The Dullest Blog: Comedy ramblings to inspire the dullest moments of your week

Blog by Doc Brown | 11 Aug 2009

Well, festival season is upon us once more. I must say I love it. I tend to indulge in it all: the crowds, the daytime drinking, that electric excitement as the sun begins to fall, the general hedonistic vibe… As a slight dampener though, I’ve found that this year’s festivals have uncovered some stark truths about my character: I am not a Camper.

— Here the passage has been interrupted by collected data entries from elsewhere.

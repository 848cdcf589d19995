//! Exact occurrence counting with first-seen tie-breaking.

use rustc_hash::FxHashMap;
use std::cmp::Ordering;
use tally_types::{Count, Ranked, TopK};

#[derive(Debug, Clone, Copy)]
struct Slot {
    first_seen: usize,
    count: Count,
}

/// Counts string occurrences and ranks them.
///
/// Ranking is by count descending; equal counts keep first-seen order.
/// Both rules together form a total order, so the output never depends on
/// hash iteration order.
#[derive(Debug, Default, Clone)]
pub struct FrequencyCounter {
    slots: FxHashMap<String, Slot>,
    total: Count,
}

impl FrequencyCounter {
    /// Creates an empty counter.
    pub fn new() -> Self {
        Self::default()
    }

    /// Records one occurrence of `item`.
    #[inline]
    pub fn add(&mut self, item: &str) {
        self.total += 1;
        if let Some(slot) = self.slots.get_mut(item) {
            slot.count += 1;
            return;
        }
        let first_seen = self.slots.len();
        self.slots.insert(
            item.to_owned(),
            Slot {
                first_seen,
                count: 1,
            },
        );
    }

    /// Records one occurrence of every item.
    pub fn extend<'a, I>(&mut self, items: I)
    where
        I: IntoIterator<Item = &'a str>,
    {
        for item in items {
            self.add(item);
        }
    }

    /// Number of occurrences recorded.
    #[inline(always)]
    pub fn total(&self) -> Count {
        self.total
    }

    /// Number of distinct items.
    #[inline(always)]
    pub fn distinct(&self) -> usize {
        self.slots.len()
    }

    /// Count for one item (0 if never seen).
    #[inline]
    pub fn get(&self, item: &str) -> Count {
        self.slots.get(item).map_or(0, |s| s.count)
    }

    /// Ranks the counted items and keeps the top `top_k`.
    ///
    /// `make` builds the output entry from `(item, count)`.
    pub fn into_ranked<T, F>(self, top_k: TopK, mut make: F) -> Ranked<T>
    where
        F: FnMut(String, Count) -> T,
    {
        let distinct = self.slots.len();
        let mut items: Vec<(String, Slot)> = self.slots.into_iter().collect();

        let kept = top_k.kept(items.len());
        if kept < items.len() {
            if kept == 0 {
                items.clear();
            } else {
                items.select_nth_unstable_by(kept - 1, rank_order);
                items.truncate(kept);
            }
        }
        items.sort_unstable_by(rank_order);

        let entries = items
            .into_iter()
            .map(|(item, slot)| make(item, slot.count))
            .collect();
        Ranked::new(entries, distinct)
    }
}

#[inline]
fn rank_order(a: &(String, Slot), b: &(String, Slot)) -> Ordering {
    b.1.count
        .cmp(&a.1.count)
        .then_with(|| a.1.first_seen.cmp(&b.1.first_seen))
}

What, pray, is the supposed “fun” of camping? It’s like a torture technique. The last time I wilfully slept under a waterproof sheet was when it was a compulsory part of a primary school trip in 1989. It felt something of an adventure as a ten year old, a rite of passage and dare I say it- fun. And I didn’t have to put the fucker up.

Fast forward 20 years to a 30 year old man with two children and a family tent purchased last week from Halfords, as yet unopened, unzipping this heavy bastard only to read a warning: “We strongly advise to practice erecting this tent before embarking on vacation” Do you? Do you really? Let me practice erecting this middle finger before embarking on kicking you until my right foot is lightly bruised and I’m begging for medical attention from my wife.

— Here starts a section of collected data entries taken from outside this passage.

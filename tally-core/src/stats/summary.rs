//! Corpus summary.

use crate::corpus::Corpus;
use tally_types::CorpusSummary;

impl Corpus {
    /// Returns record count and length statistics.
    pub fn summary(&self) -> CorpusSummary {
        CorpusSummary::from_lengths(self.lengths())
    }
}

It eventually took two waif-like 18 year old Gossip fans from Hackney to shame me into silence by putting that bastard up and saving my family from the elements.

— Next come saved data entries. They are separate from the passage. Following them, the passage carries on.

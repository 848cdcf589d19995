//! Streaming Tokenizer Module
//!
//! Splits normalized text into word tokens for frequency analysis. It's the
//! second stage of the analyzer, taking clean output from the
//! [`TextNormalizer`](super::TextNormalizer) and breaking it into countable
//! units.
//!
//! ## What It Does
//!
//! Given normalized input like `"the cat a sat"`, it yields each word that
//! has at least `min_chars` characters:
//!
//! ```ignore
//! "the", "cat", "sat"   // "a" is shorter than 2 characters and dropped
//! ```
//!
//! ## Key Features
//!
//! - **Zero Allocation**: tokens are slices of the normalized string
//! - **Lazy and Restartable**: [`Tokens`] is a `Clone` iterator; clone it or
//!   call [`Tokenizer::tokens`] again to replay the same sequence
//! - **Fast**: `memchr` scan for ASCII space (0x20)
//! - **Character-Aware Length**: the minimum is counted in `char`s, so a
//!   two-letter word with diacritics (`"ọn"`) is kept
//!
//! ## The Input Contract
//!
//! The tokenizer expects **pre-normalized** input:
//! - All lowercase, punctuation already removed
//! - Words separated by exactly one ASCII space
//! - No leading or trailing whitespace
//!
//! Violations trip a debug assertion.

use memchr::memchr;
use tally_types::config::DEFAULT_MIN_TOKEN_CHARS;

/// Streaming tokenizer - splits normalized text into tokens.
///
/// ## Example
///
/// ```
/// use tally_core::analyzer::Tokenizer;
///
/// let tokenizer = Tokenizer::default();
/// let tokens: Vec<&str> = tokenizer.tokens("the cat a sat").collect();
/// assert_eq!(tokens, ["the", "cat", "sat"]);
/// ```
#[derive(Debug, Copy, Clone, PartialEq, Eq)]
#[repr(transparent)]
pub struct Tokenizer {
    min_chars: usize,
}

impl Default for Tokenizer {
    fn default() -> Self {
        Self::new(DEFAULT_MIN_TOKEN_CHARS)
    }
}

impl Tokenizer {
    /// Creates a tokenizer that drops tokens shorter than `min_chars` characters.
    #[inline]
    pub const fn new(min_chars: usize) -> Self {
        Self { min_chars }
    }

    /// Returns a lazy iterator over the tokens of `normalized`.
    #[inline]
    pub fn tokens<'n>(&self, normalized: &'n str) -> Tokens<'n> {
        debug_assert!(
            !normalized.starts_with(' '),
            "tokenizer: leading whitespace (normalizer contract violated)"
        );
        debug_assert!(
            !normalized.ends_with(' '),
            "tokenizer: trailing whitespace (normalizer contract violated)"
        );
        debug_assert!(
            !normalized.contains("  "),
            "tokenizer: consecutive spaces (normalizer contract violated)"
        );

        Tokens {
            rest: normalized,
            min_chars: self.min_chars,
        }
    }

}

/// Iterator over the tokens of one normalized string.
#[derive(Debug, Clone)]
pub struct Tokens<'n> {
    rest: &'n str,
    min_chars: usize,
}

impl<'n> Iterator for Tokens<'n> {
    type Item = &'n str;

    fn next(&mut self) -> Option<&'n str> {
        while !self.rest.is_empty() {
            let bytes = self.rest.as_bytes();
            // Splitting on ASCII space (never a UTF-8 continuation byte) keeps
            // both halves on char boundaries.
            let text = match memchr(b' ', bytes) {
                Some(i) => {
                    let text = &self.rest[..i];
                    self.rest = &self.rest[i + 1..];
                    text
                }
                None => core::mem::take(&mut self.rest),
            };

            if long_enough(text, self.min_chars) {
                return Some(text);
            }
        }
        None
    }

    fn size_hint(&self) -> (usize, Option<usize>) {
        if self.rest.is_empty() {
            (0, Some(0))
        } else {
            (0, Some(self.rest.len() / 2 + 1))
        }
    }
}

impl core::iter::FusedIterator for Tokens<'_> {}

#[inline(always)]
fn long_enough(text: &str, min_chars: usize) -> bool {
    if min_chars == 0 {
        return !text.is_empty();
    }
    // A char is at most 4 bytes and at least 1.
    if text.len() < min_chars {
        return false;
    }
    if text.len() >= min_chars * 4 {
        return true;
    }
    text.chars().nth(min_chars - 1).is_some()
}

I say saving, but I personally don’t believe a glorified cagoule with some poles stuffed in it is truly protecting me from nature’s bitchiness. Every morning- Groundsheet: flooded. Toes: numb. Kid’s inflatable airbed: pissed on. With piss, not rain. When I saw Grace Jones’ trailer on the Saturday I was already toying with becoming a male groupie, despite the obvious risk of rape.

Catch Doc in The Comedy Reserve: Pleasance Dome, until 31 August 21:30 (not 18 or 25)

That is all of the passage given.